Desde as Entranhas dos Labirintos Latinos.

Thursday, November 27, 2003

Reforma de Previdencia - finalmente!

After nearly a year of protests and strikes, including an invasion of the floor of the congress and an extraordinary week's work stoppage by the country's federal magistrates in August, and despite partisan grandstanding up to the last minute, the Brazilian Senate finally approved yesterday the first reading of the proposed constitutional amendment setting out the basis of pension reform for Brazil's 800,000 civil servants. The reforms, one of Lula's key objectives for his first year in office, will put a gradual end to the slushy and expensive pension system that saw many retiring as early as 50 on large full final-salary, inflation-indexed pensions (aposentadoria integral).

The new system requires more years of service, including years of public service.
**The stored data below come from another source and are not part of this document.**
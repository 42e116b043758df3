//! Calculation logic for the Settlement Comparator.
//!
//! This module contains the rules that turn a settlement input into the two
//! scenario breakdowns: tenure decomposition, months worked in the exit year,
//! accrued salary, proportional 13th salary, vacation accrual with the
//! one-third bonus, notice pay in lieu, and the severance fund penalty and
//! withdrawal. [`compare_scenarios`] composes them.

mod accrued_salary;
mod comparison;
mod notice_pay;
mod severance_fund;
mod tenure;
mod thirteenth_pay;
mod vacation;

pub use accrued_salary::{AccruedSalaryResult, calculate_accrued_salary};
pub use comparison::{AuditedComparison, compare_scenarios, compare_scenarios_audited};
pub use notice_pay::{
    BASE_NOTICE_DAYS, NOTICE_DAYS_PER_YEAR, NoticePayResult, calculate_notice_pay,
    notice_period_days,
};
pub use severance_fund::{
    FundExitPenaltyResult, FundWithdrawalResult, calculate_fund_exit_penalty,
    calculate_fund_withdrawal, fund_exit_penalty_rate,
};
pub use tenure::{
    DAYS_PER_MONTH, DAYS_PER_YEAR, ExitYearMonthsResult, MONTHS_PER_YEAR, Tenure, TenureResult,
    decompose_tenure, months_in_exit_year,
};
pub use thirteenth_pay::{ThirteenthPayResult, calculate_thirteenth_pay};
pub use vacation::{VACATION_BONUS_DIVISOR, VacationAccrualResult, calculate_vacation_accrual};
Men will have to work to 60 years of age, including 35 years of employment, at least 20 years in public service and five in their last job to receive a full pension. For women, the requirement is 55 years of age and 30 years of service. After 2006, each year lower than the requirements will cut the pension amount by 5%.
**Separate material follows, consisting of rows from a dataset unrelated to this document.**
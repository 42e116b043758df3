//! Paginated calculation statement ("memória de cálculo").
//!
//! The [`DocumentExporter`] lays the comparison out as fixed-width text lines
//! and splits them into pages of at most `lines_per_page` body lines. Every
//! page carries the configured footer and a page counter when rendered.

use chrono::NaiveDateTime;
use serde::Serialize;

use crate::config::ExportConfig;
use crate::models::{ComparisonResult, Scenario, SettlementInput};

use super::format::{center, format_currency, format_date, pad_line, wrap_text};
use super::renderer::scenario_lines;

/// Separator placed between rendered pages.
pub const PAGE_BREAK: char = '\u{000C}';

/// One page of an exported document.
#[derive(Debug, Clone, PartialEq, Eq, Serialize)]
pub struct Page {
    /// 1-based page number.
    pub number: usize,
    /// Body lines, without the footer.
    pub lines: Vec<String>,
}

/// An exported calculation statement.
#[derive(Debug, Clone, PartialEq, Eq, Serialize)]
pub struct Document {
    /// Title printed at the top of the first page.
    pub title: String,
    /// When the document was issued.
    pub issued_at: NaiveDateTime,
    /// The paginated body.
    pub pages: Vec<Page>,
    footer: String,
    line_width: usize,
}

impl Document {
    /// Returns the number of pages.
    pub fn page_count(&self) -> usize {
        self.pages.len()
    }

    /// Returns the download file name, keyed by issue date.
    ///
    /// # Examples
    ///
    /// ```
    /// use settlement_comparator::config::ConfigLoader;
    /// use settlement_comparator::calculation::compare_scenarios;
    /// use settlement_comparator::export::DocumentExporter;
    /// use settlement_comparator::models::{ReasonCode, SettlementInput};
    /// use chrono::NaiveDate;
    /// use rust_decimal::Decimal;
    ///
    /// let loader = ConfigLoader::load("./config/default").unwrap();
    /// let input = SettlementInput {
    ///     gross_monthly_salary: Decimal::new(3000, 0),
    ///     severance_fund_balance: Decimal::ZERO,
    ///     hire_date: NaiveDate::from_ymd_opt(2023, 1, 1).unwrap(),
    ///     exit_date: NaiveDate::from_ymd_opt(2024, 1, 1).unwrap(),
    ///     reason: ReasonCode::Harassment,
    /// };
    /// let issued_at = NaiveDate::from_ymd_opt(2025, 2, 3)
    ///     .unwrap()
    ///     .and_hms_opt(9, 30, 0)
    ///     .unwrap();
    ///
    /// let document = DocumentExporter::new(loader.export())
    ///     .export(&input, &compare_scenarios(&input), issued_at);
    /// assert_eq!(document.file_name(), "Memoria_Calculo_Rescisao_2025-02-03.txt");
    /// ```
    pub fn file_name(&self) -> String {
        format!(
            "Memoria_Calculo_Rescisao_{}.txt",
            self.issued_at.format("%Y-%m-%d")
        )
    }

    /// Renders every page as plain text.
    ///
    /// Each page ends with a rule, the footer and `Página n de m`. Pages are
    /// separated by a form feed.
    pub fn render(&self) -> String {
        let total = self.page_count();
        let rule = "-".repeat(self.line_width);

        self.pages
            .iter()
            .map(|page| {
                let mut out = page.lines.join("\n");
                out.push('\n');
                out.push_str(&rule);
                out.push('\n');
                out.push_str(&center(&self.footer, self.line_width));
                out.push('\n');
                out.push_str(&center(
                    &format!("Página {} de {}", page.number, total),
                    self.line_width,
                ));
                out.push('\n');
                out
            })
            .collect::<Vec<_>>()
            .join(&PAGE_BREAK.to_string())
    }
}

/// Builds [`Document`]s from comparison results.
#[derive(Debug, Clone, Copy)]
pub struct DocumentExporter<'a> {
    config: &'a ExportConfig,
}

impl<'a> DocumentExporter<'a> {
    /// Creates an exporter using the given layout and disclaimer.
    pub fn new(config: &'a ExportConfig) -> Self {
        Self { config }
    }

    /// Lays out and paginates the statement for one comparison.
    pub fn export(
        &self,
        input: &SettlementInput,
        result: &ComparisonResult,
        issued_at: NaiveDateTime,
    ) -> Document {
        let layout = &self.config.document;
        let body = self.body_lines(input, result, issued_at);

        let pages = body
            .chunks(layout.lines_per_page.max(1))
            .enumerate()
            .map(|(index, chunk)| Page {
                number: index + 1,
                lines: chunk.to_vec(),
            })
            .collect();

        Document {
            title: layout.title.clone(),
            issued_at,
            pages,
            footer: layout.footer.clone(),
            line_width: layout.line_width,
        }
    }

    fn body_lines(
        &self,
        input: &SettlementInput,
        result: &ComparisonResult,
        issued_at: NaiveDateTime,
    ) -> Vec<String> {
        let layout = &self.config.document;
        let width = layout.line_width;
        let rule = "=".repeat(width);

        let mut lines = vec![
            center(&layout.title, width),
            center(&layout.subtitle, width),
            center(
                &format!(
                    "Emitido em {} às {}",
                    format_date(issued_at.date()),
                    issued_at.format("%H:%M:%S")
                ),
                width,
            ),
            rule.clone(),
            String::new(),
            "DADOS INFORMADOS".to_string(),
            pad_line(
                "Salário Bruto Mensal:",
                &format_currency(input.gross_monthly_salary),
                width,
            ),
            pad_line(
                "Saldo do FGTS:",
                &format_currency(input.severance_fund_balance),
                width,
            ),
            pad_line("Data de Admissão:", &format_date(input.hire_date), width),
            pad_line("Data de Saída:", &format_date(input.exit_date), width),
            pad_line("Situação:", input.reason.label(), width),
            String::new(),
        ];

        lines.extend(scenario_lines(result, Scenario::Resignation, width));
        lines.push(String::new());
        lines.extend(scenario_lines(result, Scenario::IndirectTermination, width));
        lines.push(String::new());

        lines.push(rule);
        lines.push(center("DIFERENÇA ESTIMADA ENTRE MODALIDADES", width));
        lines.push(center(&format_currency(result.difference), width));
        lines.push(String::new());

        lines.push("AVISO LEGAL IMPORTANTE".to_string());
        lines.extend(wrap_text(&self.config.disclaimer, width));

        lines
    }
}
The reform also imposes income tax on recipients, a payroll tax of 11% on active workers, and reduces by 30% any pension amount over R$2400. It also caps the amounts to be received by any one person (at a generous equality to the top salary of a Supreme Court justice, R$17,170 monthly, although most will be governed by "sub-ceilings"), and limits full inflation-adjustment parity with active workers only to those already receiving their pensions.
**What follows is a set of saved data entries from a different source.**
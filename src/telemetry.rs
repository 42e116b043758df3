//! Logging subscriber setup for the binary.
//!
//! The library only emits `tracing` events. Installing a subscriber is the
//! binary's job.

use tracing_subscriber::EnvFilter;

use crate::error::{EngineError, EngineResult};

/// Default filter used when `RUST_LOG` is unset.
pub const DEFAULT_LOG_LEVEL: &str = "info";

/// Installs a compact fmt subscriber filtered by `RUST_LOG`, falling back to
/// `log_level`.
///
/// Fails if the fallback filter does not parse or a global subscriber is
/// already installed.
pub fn init(log_level: &str) -> EngineResult<()> {
    let env_filter = match EnvFilter::try_from_default_env() {
        Ok(filter) => filter,
        Err(_) => EnvFilter::try_new(log_level).map_err(|err| EngineError::Telemetry {
            message: format!("invalid log level/filter '{}': {}", log_level, err),
        })?,
    };

    tracing_subscriber::fmt()
        .with_env_filter(env_filter)
        .with_target(false)
        .compact()
        .with_ansi(false)
        .try_init()
        .map_err(|err| EngineError::Telemetry {
            message: err.to_string(),
        })
}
The government relied on support from 13 opposition senators to carry the measures through and ensure the necessary constitutional amendment will take place. Only one PT (Workers Party) member voted against the measure, Heloisa Helena, who tearfully refused to sell out her principles and who takes the PT to task for an about-face from their years in opposition, allowing so many to continue to receive so much on the backs of those who receive much less. Despite her long-standing friendship with Lula, Helena is likely to find herself expelled from the PT for maintaining her convictions against the party discipline.